Just what T&T needs: hooliganism
By Christophe Brathwaite (Express).


Hooliganism, not secondary schools football was the real “winner” at the recent Big Five football final. Whilst sport commentator Andre Errol Baptiste and ex-FIFA referee Ramesh Ramdhan chose to focus and demonise the referee’s competency, the issue is bigger.

It is possible that the referee’s decision to award a goal to Presentation College of San Fernando could have been an error, but the abhorrent conduct of players, parents, supporters and team officials of the opposing St Mary’s College smacked of the hooligan behaviour that no sport should encourage.

There is enough lawlessness around the country for us to tolerate the smallest sign of it in sport and in student related activities in particular. After all, this defeats the purpose of friendly, but competitive rivalry between schoolboys.

Hooliganism is of not new to sport. It is a term used to describe “disorderly, aggressive and often violent behaviour perpetrated by spectators at sporting events”.

And, there is no better term to describe the events at the Big Five final: hurling of water bottles at match officials by the St Mary’s players; verbal assault of the referee by team officials; refusal of the St Mary’s players to receive their second-place medals; and verbal abuse of the linesman by parents, players, and supporters at  at the game.

It was Matthias Krug who wrote an editorial for CNN entitled Soccer violence: Referees under siege in which he reported these acts of hooliganism: in the USA a referee had been punched and later died; in Europe, a linesman had been beaten to death while his son looked on as a member of the opposing team; in Germany a match official had to be hospitalised after being attacked by spectators; and as recent as 2013 at a football game held in La Liga between Getafe and Deportivo La Coruna a referee was verbally abused by fans for the entire game because he sent off a home player.

All the while, in every instance there were small children who sat nearby listening to the verbal abuse and witnessing the unruly mobs’ display of primordial conduct unbecoming of human beings’ actions to one another.

This is not the objective of sport, recreation, and collegiate rivalry.
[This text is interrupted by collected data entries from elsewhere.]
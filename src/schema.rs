//! Field registry: which save keys are edited, under which tab, by which renderer.
//!
//! Pure data. Adding a field is one entry in [`FIELDS`] plus its key in a group's
//! ordered list.

use crate::statics;

// Renderer kinds. Descriptors may name a kind that has no registered renderer;
// dispatch then falls back to the generic binder.
pub const KIND_PARTY_MEMBERS: &str = "party_members";
pub const KIND_LOCATION: &str = "location";
pub const KIND_PLAY_TIME: &str = "play_time";
pub const KIND_COOK_OFF: &str = "cook_off_progress";
pub const KIND_ALIASES: &str = "castle_editors_combined";
pub const KIND_SKIP: &str = "skip";
pub const KIND_BATTLE_CHARACTERS: &str = "battle_characters";
pub const KIND_KEY_ITEMS: &str = "key_items";
pub const KIND_TABLE: &str = "table";
pub const KIND_BATH_ITEMS: &str = "bath_items";
pub const KIND_RECRUITMENT: &str = "recruitment";

const ITEM_COLUMNS: &[&str] = &[statics::SK_ITEM_NO, statics::SK_USE_CNT];

#[derive(Debug, Clone, Copy, PartialEq, Eq, Hash)]
pub enum Group {
    General,
    BattleCharacters,
    RecruitedCharacters,
    PartyBag,
    Warehouse,
    Bath,
    Experimental,
}

impl Group {
    pub const ALL: [Group; 7] = [
        Group::General,
        Group::BattleCharacters,
        Group::RecruitedCharacters,
        Group::PartyBag,
        Group::Warehouse,
        Group::Bath,
        Group::Experimental,
    ];

    pub fn title(self) -> &'static str {
        match self {
            Group::General => "General",
            Group::BattleCharacters => "Battle Characters",
            Group::RecruitedCharacters => "Recruited Characters",
            Group::PartyBag => "Party Bag",
            Group::Warehouse => "Warehouse",
            Group::Bath => "Bath",
            Group::Experimental => "Experimental",
        }
    }

    /// Subtree backing the group. `None` means the group mixes sources and each
    /// field is probed (see [`PROBE_ORDER`]).
    pub fn data_path(self) -> Option<&'static str> {
        match self {
            Group::General | Group::RecruitedCharacters | Group::Experimental => None,
            Group::BattleCharacters => Some(statics::SK_CHARA_DATA),
            Group::PartyBag => Some(statics::SK_PARTY_DATA),
            Group::Warehouse | Group::Bath => Some(statics::SK_GAME_DATA),
        }
    }

    /// Field keys in display order.
    pub fn fields(self) -> &'static [&'static str] {
        match self {
            Group::General => &[
                "exit_member",
                "location",
                "play_time",
                "date_time_now",
                "bozu_name",
                "bozu_name2",
                "macd_name",
                "m_base_name",
                "nakam_1_num",
                "base_name",
                "team_name",
                "base_lv",
                "furo_info",
                "kaji_lv",
                "ninki",
                "gold",
                "cook_off_progress",
                "kari_name",
                "food_menu",
            ],
            Group::BattleCharacters => &["c_varia_dat"],
            Group::RecruitedCharacters => &[statics::SK_CHARA_FLAG],
            Group::PartyBag => &["event_item", "party_item"],
            Group::Warehouse => &["base_item", "room_item"],
            Group::Bath => &["furo_item"],
            Group::Experimental => &["tantei_lv", "hon_flag", "t_box_flag"],
        }
    }
}

/// Candidate subtrees for groups without a fixed path, highest priority first.
/// An empty string is the root.
pub const PROBE_ORDER: [&str; 3] = [statics::SK_GAME_DATA, statics::SK_PARTY_DATA, ""];

#[derive(Debug, Clone, Copy, PartialEq, Eq)]
pub struct FieldDescriptor {
    pub key: &'static str,
    pub label: &'static str,
    pub group: Option<Group>,
    pub renderer: Option<&'static str>,
    pub columns: &'static [&'static str],
    pub data_path: Option<&'static str>,
    pub readonly: bool,
    pub warning: Option<&'static str>,
    /// Virtual fields have no backing key of their own and bind to the whole tree.
    pub is_virtual: bool,
}

impl FieldDescriptor {
    const fn label(key: &'static str, label: &'static str) -> Self {
        Self {
            key,
            label,
            group: None,
            renderer: None,
            columns: &[],
            data_path: None,
            readonly: false,
            warning: None,
            is_virtual: false,
        }
    }

    const fn field(key: &'static str, label: &'static str, group: Group) -> Self {
        let mut d = Self::label(key, label);
        d.group = Some(group);
        d
    }

    /// Stand-in for a key with no registry entry: labelled by the key, generic rendering.
    pub const fn unregistered(key: &'static str, group: Group) -> Self {
        Self::field(key, key, group)
    }

    const fn rendered(mut self, kind: &'static str) -> Self {
        self.renderer = Some(kind);
        self
    }

    const fn at(mut self, path: &'static str) -> Self {
        self.data_path = Some(path);
        self
    }

    const fn table(mut self) -> Self {
        self.renderer = Some(KIND_TABLE);
        self.columns = ITEM_COLUMNS;
        self
    }

    const fn readonly(mut self) -> Self {
        self.readonly = true;
        self
    }

    const fn warn(mut self, text: &'static str) -> Self {
        self.warning = Some(text);
        self
    }

    const fn virtual_field(mut self) -> Self {
        self.is_virtual = true;
        self
    }
}

pub static FIELDS: &[FieldDescriptor] = &[
    // General
    FieldDescriptor::field("exit_member", "Active Party Members", Group::General)
        .rendered(KIND_PARTY_MEMBERS),
    FieldDescriptor::field("location", "Location", Group::General)
        .rendered(KIND_LOCATION)
        .virtual_field(),
    FieldDescriptor::field("play_time", "Play Time", Group::General).rendered(KIND_PLAY_TIME),
    FieldDescriptor::field("date_time_now", "Last Modified (In-Game)", Group::General),
    FieldDescriptor::field("bozu_name", "Hero Name (Suikoden 2)", Group::General),
    FieldDescriptor::field("bozu_name2", "Hero Name (Real)", Group::General),
    FieldDescriptor::field("macd_name", "Hero Name (Suikoden 1)", Group::General),
    FieldDescriptor::field("m_base_name", "Suikoden 1 HQ Name", Group::General),
    FieldDescriptor::field("nakam_1_num", "S1 Recruited", Group::General).readonly(),
    FieldDescriptor::field("base_name", "Castle Name", Group::General),
    FieldDescriptor::field("team_name", "Army Name", Group::General),
    FieldDescriptor::field("base_lv", "Castle Level", Group::General),
    // No dedicated renderer exists for this kind yet; it renders generically.
    FieldDescriptor::field("furo_info", "Bath House Level", Group::General).rendered("bath_level"),
    FieldDescriptor::field("kaji_lv", "Blacksmith Level", Group::General),
    FieldDescriptor::field("ninki", "Popularity", Group::General),
    FieldDescriptor::field("gold", "Potch", Group::General),
    FieldDescriptor::field("cook_off_progress", "Cook-Off Battles Won", Group::General)
        .rendered(KIND_COOK_OFF)
        .virtual_field(),
    FieldDescriptor::field("kari_name", "Greenhill Mission Aliases", Group::General)
        .rendered(KIND_ALIASES),
    FieldDescriptor::field("food_menu", "Castle Menu Orders", Group::General).rendered(KIND_SKIP),
    // Experimental
    FieldDescriptor::field(
        "tantei_lv",
        "Richmond's Detective Clues (64 bytes, bit flags)",
        Group::Experimental,
    ),
    FieldDescriptor::field(
        "hon_flag",
        "Castle Flags ([30-31]=Veggies 255=full, [32]=Animals)",
        Group::Experimental,
    ),
    FieldDescriptor::field(
        "t_box_flag",
        "Treasure Chests (32 bytes, 256 chests total)",
        Group::Experimental,
    ),
    // Battle characters
    FieldDescriptor::field("c_varia_dat", "Battle Character Data", Group::BattleCharacters)
        .rendered(KIND_BATTLE_CHARACTERS)
        .at(statics::SK_CHARA_DATA),
    // Party bag
    FieldDescriptor::field("event_item", "Key Items", Group::PartyBag)
        .rendered(KIND_KEY_ITEMS)
        .at(statics::SK_PARTY_DATA),
    FieldDescriptor::field("party_item", "Inventory", Group::PartyBag)
        .table()
        .at(statics::SK_PARTY_DATA),
    // Warehouse
    FieldDescriptor::field("base_item", "Warehouse Items", Group::Warehouse)
        .table()
        .at(statics::SK_GAME_DATA),
    FieldDescriptor::field("room_item", "Room Items", Group::Warehouse)
        .table()
        .at(statics::SK_GAME_DATA)
        .warn("Experimental feature - Room items are unused in the game. Purpose unknown. Edit at your own risk."),
    // Bath
    FieldDescriptor::field("furo_item", "Bath Items", Group::Bath)
        .rendered(KIND_BATH_ITEMS)
        .at(statics::SK_GAME_DATA),
    // Recruitment
    FieldDescriptor::field(statics::SK_CHARA_FLAG, "Recruited Characters", Group::RecruitedCharacters)
        .rendered(KIND_RECRUITMENT),
    // Location parts (rendered by the location renderer)
    FieldDescriptor::field("area_no", "Area Location", Group::General),
    FieldDescriptor::field("town_no", "Town No", Group::General),
    FieldDescriptor::field("map_no", "Map No", Group::General),
    FieldDescriptor::field("px", "Player X Coordinate", Group::General),
    FieldDescriptor::field("py", "Player Y Coordinate", Group::General),
    // Character record properties
    FieldDescriptor::label(statics::SK_PARA, "Stats"),
    FieldDescriptor::label(statics::SK_MON_EQP, "Runes"),
    FieldDescriptor::label(statics::SK_ITEM_EQP, "Accessories"),
    FieldDescriptor::label(statics::SK_BOGU_EQP, "Equipment"),
    FieldDescriptor::label("level", "Level"),
    FieldDescriptor::label("exp", "Experience"),
    FieldDescriptor::label("now_hp", "Current HP"),
    FieldDescriptor::label("max_hp", "Max HP"),
    FieldDescriptor::label("now_mp", "Current MP"),
    FieldDescriptor::label("max_mp", "Max MP"),
    FieldDescriptor::label(statics::SK_BUKI_LV, "Weapon Level"),
    FieldDescriptor::label(statics::SK_BUKI_MON, "Weapon Rune"),
    FieldDescriptor::label("todome", "Killed Enemies"),
    FieldDescriptor::label(statics::SK_MP, "MP"),
    // Item record properties
    FieldDescriptor::label(statics::SK_ITEM_NO, "Item ID"),
    FieldDescriptor::label(statics::SK_USE_CNT, "Count"),
    // Misc
    FieldDescriptor::label("version", "Save Version"),
    FieldDescriptor::label(statics::SK_CHARA_DATA, "Character Data"),
    FieldDescriptor::label("war_data", "War Battle Data"),
    FieldDescriptor::label("nige_cnt", "Escaped Battles"),
    FieldDescriptor::label("ckd_info", "Character Status List"),
    FieldDescriptor::label("leader_no", "War Leader IDs"),
    FieldDescriptor::label("sub_no", "War Sub-Unit IDs"),
    FieldDescriptor::label("sub_to_leader", "Sub-Unit Assignment"),
    FieldDescriptor::label("money", "Potch"),
];

pub fn descriptor(key: &str) -> Option<&'static FieldDescriptor> {
    FIELDS.iter().find(|d| d.key == key)
}

/// Registry label for a key, or the key itself.
pub fn label_for(key: &str) -> &str {
    descriptor(key).map(|d| d.label).unwrap_or(key)
}

#[cfg(test)]
mod tests {
    use super::{FIELDS, Group, descriptor, label_for};
    use std::collections::HashSet;

    #[test]
    fn every_grouped_key_has_a_descriptor_in_that_group() {
        for group in Group::ALL {
            for key in group.fields() {
                let d = descriptor(key).unwrap_or_else(|| panic!("missing descriptor for {key}"));
                assert_eq!(d.group, Some(group), "{key}");
            }
        }
    }

    #[test]
    fn keys_are_unique() {
        let mut seen = HashSet::new();
        for d in FIELDS {
            assert!(seen.insert(d.key), "duplicate key {}", d.key);
        }
    }

    #[test]
    fn table_fields_carry_item_columns() {
        let d = descriptor("party_item").unwrap();
        assert_eq!(d.columns, &["item_no", "use_cnt"]);
        assert_eq!(d.data_path, Some("party_data"));
    }

    #[test]
    fn label_falls_back_to_key() {
        assert_eq!(label_for("buki_lv"), "Weapon Level");
        assert_eq!(label_for("mystery"), "mystery");
    }
}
The conduct of the St Mary’s players,  officials, parents, and supporters signals the prospect of this culture seeping into our schools and penetrating other activities within and between schools. It also points to the risk of a deepening of the lawlessness in the society once a new round of perpetrators has been recruited; descending to the depths considered by Krug may not be far fetched.

The sporting body responsible for football discipline at this level must act immediately. Indeed, governing bodies are expected by government to recognise their broader responsibilities partly by virtue of the recognition of their governing body status by the State.

Accordingly, whoever is to blame, the SSFL must send a clear message that this type of behaviour shall not be tolerated. It is their responsibility as the recognised governing body at that level to ensure a just and appropriate outcome.

Moreover, if this behaviour is left uncorrected, unchallenged, and unfettered the consequences will be twofold. First, it will send a message of acceptance to the present generation and second, it will confirm to future generations that aggressive behaviour from participants in and supporters of sport is the norm. The SSFL must levy sanctions on St. Mary’s and its supporters in the expectation that punishment will send a strong message to both parents and “syco-fans”.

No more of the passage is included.